Everything that felt “precarious, costly or wealthy” was also off the table.
That foundation worked. More than 4 million users have signed up Sparkle, with almost one in three reviews describing the app as “life-changing”, according to Hirabayashi.
How do Lidey and Hirabayashi know their audience so well? They are part of it – and have been for a long time. The duo met in 2011 while leaders at DoSomething.org, a nonprofit that helps young people transform their communities. The two began having coffee, then lunch, then drinks after work, and created what Lidey calls a “safe place to deal with the tough stuff.” Over time, they came to see the “tough stuff” in a new light. “What we went through was no wonder – it was human,” says Lidey. Shine grew out of the desire to make the safe space bigger, to help others with issues ranging from building a credit score to handling employee feedback.

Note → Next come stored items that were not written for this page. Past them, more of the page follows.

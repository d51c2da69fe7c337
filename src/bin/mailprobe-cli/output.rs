use anyhow::{Context, Result, bail};

use crate::args::Cli;
use mailprobe_lib::{ProbeOutcome, ProbeReport};

#[cfg_attr(feature = "with-serde", derive(serde::Serialize))]
pub struct OutputRow {
    pub exists: bool,
    #[cfg_attr(feature = "with-serde", serde(flatten))]
    pub report: ProbeReport,
}

impl OutputRow {
    pub fn new(report: ProbeReport) -> Self {
        Self {
            exists: report.exists(),
            report,
        }
    }
}

pub fn write_reports(rows: &[OutputRow], cli: &Cli) -> Result<()> {
    match cli.format.as_str() {
        "human" => write_human(rows, cli),
        "json" => write_json(rows, cli),
        "ndjson" => write_ndjson(rows, cli),
        "csv" => write_csv(rows, cli),
        other => bail!("unknown --format '{other}', use: human|json|ndjson|csv"),
    }
}

pub fn any_missing(rows: &[OutputRow]) -> bool {
    rows.iter().any(|row| !row.exists)
}

pub fn human_line(row: &OutputRow) -> String {
    let tag = if row.exists { "[EXISTS] " } else { "[UNKNOWN]" };
    format!("{tag} {} :: {}", row.report.email, row.report.outcome)
}

fn write_human(rows: &[OutputRow], cli: &Cli) -> Result<()> {
    let text = render_human(rows, cli.transcript);
    if let Some(path) = &cli.out {
        write_all_atomically(path, text.as_bytes())?;
    } else {
        print!("{text}");
    }
    Ok(())
}

pub fn render_human(rows: &[OutputRow], transcript: bool) -> String {
    let mut text = String::new();
    for row in rows {
        text.push_str(&human_line(row));
        text.push('\n');
        if transcript {
            for line in row.report.transcript() {
                text.push_str("          ");
                text.push_str(&line);
                text.push('\n');
            }
        }
    }
    text
}

#[cfg(feature = "with-serde")]
fn write_json(rows: &[OutputRow], cli: &Cli) -> Result<()> {
    let s = serde_json::to_string_pretty(rows)?;
    if let Some(path) = &cli.out {
        write_all_atomically(path, s.as_bytes())?;
    } else {
        println!("{s}");
    }
    Ok(())
}

#[cfg(not(feature = "with-serde"))]
fn write_json(_: &[OutputRow], _: &Cli) -> Result<()> {
    bail!("format=json nécessite la feature 'with-serde'")
}

#[cfg(feature = "with-serde")]
fn write_ndjson(rows: &[OutputRow], cli: &Cli) -> Result<()> {
    if let Some(path) = &cli.out {
        let mut buf = Vec::new();
        for row in rows {
            let line = serde_json::to_string(row)?;
            buf.extend_from_slice(line.as_bytes());
            buf.push(b'\n');
        }
        write_all_atomically(path, &buf)?;
    } else {
        for row in rows {
            println!("{}", serde_json::to_string(row)?);
        }
    }
    Ok(())
}

#[cfg(not(feature = "with-serde"))]
fn write_ndjson(_: &[OutputRow], _: &Cli) -> Result<()> {
    bail!("format=ndjson nécessite la feature 'with-serde'")
}

#[cfg(feature = "with-csv")]
const CSV_HEADER: [&str; 5] = ["email", "exists", "outcome", "rcpt_code", "hosts_tried"];

#[cfg(feature = "with-csv")]
fn write_csv(rows: &[OutputRow], cli: &Cli) -> Result<()> {
    if let Some(path) = &cli.out {
        let mut wtr = csv::Writer::from_writer(Vec::new());
        wtr.write_record(CSV_HEADER)?;
        for row in rows {
            wtr.write_record(csv_record(row))?;
        }
        let data = wtr.into_inner().context("flush csv buffer")?;
        write_all_atomically(path, &data)?;
    } else {
        let mut wtr = csv::Writer::from_writer(std::io::stdout());
        wtr.write_record(CSV_HEADER)?;
        for row in rows {
            wtr.write_record(csv_record(row))?;
        }
        wtr.flush()?;
    }
    Ok(())
}

#[cfg(not(feature = "with-csv"))]
fn write_csv(_: &[OutputRow], _: &Cli) -> Result<()> {
    bail!("format=csv nécessite la feature 'with-csv'")
}

#[cfg(feature = "with-csv")]
fn csv_record(row: &OutputRow) -> Vec<String> {
    let report = &row.report;
    vec![
        report.email.clone(),
        row.exists.to_string(),
        outcome_kind(&report.outcome).to_string(),
        report
            .rcpt_code()
            .map(|code| code.to_string())
            .unwrap_or_default(),
        report.hosts_tried().join(";"),
    ]
}

#[cfg(any(feature = "with-csv", test))]
pub fn outcome_kind(outcome: &ProbeOutcome) -> &'static str {
    match outcome {
        ProbeOutcome::InvalidSyntax => "invalid_syntax",
        ProbeOutcome::NoHostReachable => "no_host_reachable",
        ProbeOutcome::Completed { .. } => "completed",
    }
}

pub fn write_all_atomically(path: &str, bytes: &[u8]) -> Result<()> {
    use std::io::Write;
    let tmp = format!("{path}.tmp");
    {
        let mut f = std::fs::File::create(&tmp).with_context(|| format!("create {tmp}"))?;
        f.write_all(bytes).with_context(|| format!("write {tmp}"))?;
        f.sync_all().with_context(|| format!("sync {tmp}"))?;
    }
    std::fs::rename(&tmp, path).with_context(|| format!("rename {tmp} -> {path}"))?;
    Ok(())
}

#[cfg(test)]
mod tests {
    use super::*;
    use mailprobe_lib::StatusCode;

    fn row(outcome: ProbeOutcome) -> OutputRow {
        OutputRow::new(ProbeReport {
            email: "someone@example.com".to_string(),
            outcome,
            attempts: Vec::new(),
        })
    }

    #[test]
    fn human_line_for_accepted_recipient() {
        let row = row(ProbeOutcome::Completed {
            exchange: "mx1.example.com".to_string(),
            rcpt: StatusCode::new(250),
        });
        insta::assert_snapshot!(
            human_line(&row),
            @"[EXISTS]  someone@example.com :: mx1.example.com answered 250 to RCPT TO"
        );
    }

    #[test]
    fn human_line_for_unreachable_domain() {
        let row = row(ProbeOutcome::NoHostReachable);
        assert!(!row.exists);
        insta::assert_snapshot!(
            human_line(&row),
            @"[UNKNOWN] someone@example.com :: no mail server reachable"
        );
    }

    #[test]
    fn human_report_goes_to_out_file() {
        let rows = vec![row(ProbeOutcome::InvalidSyntax)];
        let path =
            std::env::temp_dir().join(format!("mailprobe-human-{}.txt", std::process::id()));
        let path = path.to_str().expect("utf8 temp path").to_string();
        write_all_atomically(&path, render_human(&rows, false).as_bytes()).unwrap();
        let written = std::fs::read_to_string(&path).unwrap();
        std::fs::remove_file(&path).ok();
        assert_eq!(
            written,
            "[UNKNOWN] someone@example.com :: invalid address syntax\n"
        );
        assert!(!std::path::Path::new(&format!("{path}.tmp")).exists());
    }

    #[test]
    fn any_missing_flags_negative_rows() {
        let rows = vec![
            row(ProbeOutcome::Completed {
                exchange: "mx".to_string(),
                rcpt: StatusCode::new(451),
            }),
            row(ProbeOutcome::InvalidSyntax),
        ];
        assert!(any_missing(&rows));
        assert!(!any_missing(&rows[..1]));
    }

    #[test]
    fn outcome_kinds_are_stable() {
        assert_eq!(outcome_kind(&ProbeOutcome::InvalidSyntax), "invalid_syntax");
        assert_eq!(
            outcome_kind(&ProbeOutcome::NoHostReachable),
            "no_host_reachable"
        );
    }
}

The app was launched in 2018 as an “accessible, but ambitious” text-based coaching program. The tone is talkative and friendly, like “the friend who has a degree in psychology,” says Hirabayashi. (Shine’s actual psycho credit comes from therapist and business coach Anna Rowley, who helped develop the curriculum.) Using a chat-based interface, the app helps you see how you see yourself. (Hirabayashi, for his part, is a “care critic” prone to “expanding compassion outwardly, but often struggles to bring that compassion home,” she says.)
Today, the app is rich in features. The Daily Shine is a podcast that Hirabayashi describes as a “secular sermon.” Challenges are short audio courses of several days on specific goals such as “Be more direct” and “Let yourself have more fun.” “Nightcap” is a collection of sleep stories like twice as flashy retellings of 2000s space coms (“The Devil Wears Pajamas”). “They’re meant to be boring and also a little cheeky,” Lidey says. Throughout the growth, the couple’s goals have remained the same. The idea is not to solve all problems, but to adjust how people approach them, says Hirabayashi. “The beautiful thing is that the pressure is to be authentic, not perfect.”